Comentário sobre o livro "Com Motta, a Bahia Era uma Festa", de Carlos Modesto
Lançado em 2025, o livro "Com Motta, a Bahia Era uma Festa", do escritor e memorialista Carlos Modesto, também cineasta e fotógrafo, é mesmo um mergulho no passado de Salvador, como disse o advogado e cineasta Cícero Bathomarco no prefácio. Um livro com conteúdo memorial e nostálgico. Uma viagem interessante e envolvente pelo túnel do tempo.
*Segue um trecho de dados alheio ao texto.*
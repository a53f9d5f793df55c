/// In-memory tab store: the popup's single source of truth

use crate::operations::{SortOrder, filter_tabs, sort_tabs};
use crate::tab_data::{RawTab, Tab, TabId};

/// Ordered collection of ingested tab records.
///
/// Populated once from the startup snapshot; afterwards it only shrinks
/// (per-tab removal). Element order is whatever the last sort established.
#[derive(Debug, Clone, PartialEq)]
pub struct TabStore {
    tabs: Vec<Tab>,
}

impl TabStore {
    pub fn new() -> Self {
        TabStore { tabs: Vec::new() }
    }

    /// Replace the entire contents with an ingested snapshot.
    pub fn replace_all(&mut self, snapshot: Vec<RawTab>) {
        self.tabs = snapshot.into_iter().map(Tab::from_raw).collect();
    }

    /// Remove at most one record with the given id.
    ///
    /// Absent ids are a no-op, not an error; returns whether anything was
    /// removed. Closing the underlying browser tab is the capability
    /// provider's job, not the store's.
    pub fn remove_by_id(&mut self, id: TabId) -> bool {
        let original_len = self.tabs.len();
        self.tabs.retain(|tab| tab.id != id);
        self.tabs.len() < original_len
    }

    /// Re-sort the stored records in place.
    pub fn sort(&mut self, order: SortOrder) {
        sort_tabs(&mut self.tabs, order);
    }

    /// Derive the search-filtered view in current store order.
    pub fn filtered(&self, term: &str) -> Vec<Tab> {
        filter_tabs(&self.tabs, term)
    }

    pub fn tabs(&self) -> &[Tab] {
        &self.tabs
    }

    pub fn len(&self) -> usize {
        self.tabs.len()
    }

    pub fn is_empty(&self) -> bool {
        self.tabs.is_empty()
    }
}

impl Default for TabStore {
    fn default() -> Self {
        Self::new()
    }
}
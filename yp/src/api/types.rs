//! Wire types for the account store API

use serde::{Deserialize, Serialize};

use super::ApiError;

/// Prompt rules as the remote store sees them: remote (snake_case) keys to
/// JSON values. Non-string or empty values are treated as absent by readers.
pub type RemoteRules = serde_json::Map<String, serde_json::Value>;

/// The uniform `{code, message?, data?}` response envelope
#[derive(Debug, Clone, Deserialize)]
#[serde(bound(deserialize = "T: Deserialize<'de>"))]
pub struct Envelope<T> {
    pub code: i64,
    #[serde(default)]
    pub message: Option<String>,
    #[serde(default)]
    pub data: Option<T>,
}

impl<T> Envelope<T> {
    fn check_code(code: i64, message: Option<String>) -> Result<(), ApiError> {
        if code == 200 {
            Ok(())
        } else {
            Err(ApiError::Server {
                code,
                message: message.unwrap_or_else(|| "Request failed".to_string()),
            })
        }
    }

    /// Success with a required payload
    pub fn into_data(self) -> Result<T, ApiError> {
        Self::check_code(self.code, self.message)?;
        self.data
            .ok_or_else(|| ApiError::InvalidResponse("Response missing data".to_string()))
    }

    /// Success where the payload is optional (e.g. no stored rules yet)
    pub fn into_optional_data(self) -> Result<Option<T>, ApiError> {
        Self::check_code(self.code, self.message)?;
        Ok(self.data)
    }

    /// Success where only the code matters
    pub fn require_success(self) -> Result<(), ApiError> {
        Self::check_code(self.code, self.message)
    }
}

/// User profile record as returned by the server
#[derive(Debug, Clone, PartialEq, Serialize, Deserialize)]
pub struct User {
    pub id: i64,
    pub username: String,
    pub name: String,
    #[serde(default)]
    pub avatar: String,
    #[serde(default)]
    pub email: Option<String>,
    /// "linux_do" or "local"
    pub auth_type: String,
    #[serde(default)]
    pub is_admin: i64,
    /// Opaque server-formatted timestamp
    #[serde(default)]
    pub last_login_time: Option<String>,
}

/// Payload of a successful login
#[derive(Debug, Clone, Deserialize)]
pub struct LoginData {
    pub token: String,
    pub user: User,
}

/// Payload of a token refresh
#[derive(Debug, Clone, Deserialize)]
pub struct TokenData {
    pub token: String,
}

/// Which authentication methods the server has enabled
#[derive(Debug, Clone, Default, Deserialize)]
#[serde(default)]
pub struct AuthProviders {
    pub linux_do_enabled: bool,
    pub linux_do_client_id: String,
    pub linux_do_redirect_uri: String,
    pub local_auth_enabled: bool,
    pub registration_enabled: bool,
}

#[cfg(test)]
mod tests {
    use super::*;

    #[test]
    fn test_envelope_success_with_data() {
        let env: Envelope<LoginData> = serde_json::from_str(
            r#"{"code":200,"data":{"token":"t1","user":{"id":1,"username":"u","name":"U","auth_type":"local"}}}"#,
        )
        .unwrap();
        let data = env.into_data().unwrap();
        assert_eq!(data.token, "t1");
        assert_eq!(data.user.username, "u");
        assert_eq!(data.user.is_admin, 0);
        assert_eq!(data.user.email, None);
    }

    #[test]
    fn test_envelope_error_carries_server_message() {
        let env: Envelope<TokenData> = serde_json::from_str(r#"{"code":401,"message":"Invalid credentials"}"#).unwrap();
        match env.into_data() {
            Err(ApiError::Server { code, message }) => {
                assert_eq!(code, 401);
                assert_eq!(message, "Invalid credentials");
            }
            other => panic!("expected server error, got {:?}", other.map(|d| d.token)),
        }
    }

    #[test]
    fn test_envelope_success_without_data() {
        let env: Envelope<RemoteRules> = serde_json::from_str(r#"{"code":200,"message":"No custom configuration"}"#).unwrap();
        assert!(env.into_optional_data().unwrap().is_none());
    }

    #[test]
    fn test_envelope_missing_required_data() {
        let env: Envelope<TokenData> = serde_json::from_str(r#"{"code":200}"#).unwrap();
        assert!(matches!(env.into_data(), Err(ApiError::InvalidResponse(_))));
    }
}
A publicação biográfica é um tributo ao português Thomas Antenor Borges da Motta, o Motta do título, que influenciou o cenário cultural da capital baiana. O autor resgata a memória cultural dos anos 1910 a 1960 e narra sobre um homem que construiu uma carreira ligada ao setor de entretenimento e que participou do surgimente de experiências culturais.
Como cineasta, não podia faltar o foco de Carlos Modesto sobre os cinemas que existiam na época, como o Ideal e o Olympia, criados pelo empresário retratado, que se juntaram ao Guarany, Politeama, São João, entre outras salas de então.
A idealização do Cassino Savoy, a transformação do Cassino Tabaris em uma das mais famosas casas de espetáculo do Nordeste e a participação societária no cassino do Palace Hotel, bem como os aspectos da boêmia também estão abordados no livro.
"Com Motta, a Bahia Era uma Festa" é dividido em três partes: "A Cidade de Salvador no Início do Século XX - Seus Cinemas e Teatros", "A Presença de Motta na Bahia", e "Vivendo na Companhia de Eros, Dionísio e Manto".
No posfácio/epílogo, Carlos Modesto sentencia sobre Motta, com letras maúsculas: "FEZ DE TUDO PARA QUE A BAHIA FOSSE UMA FESTA".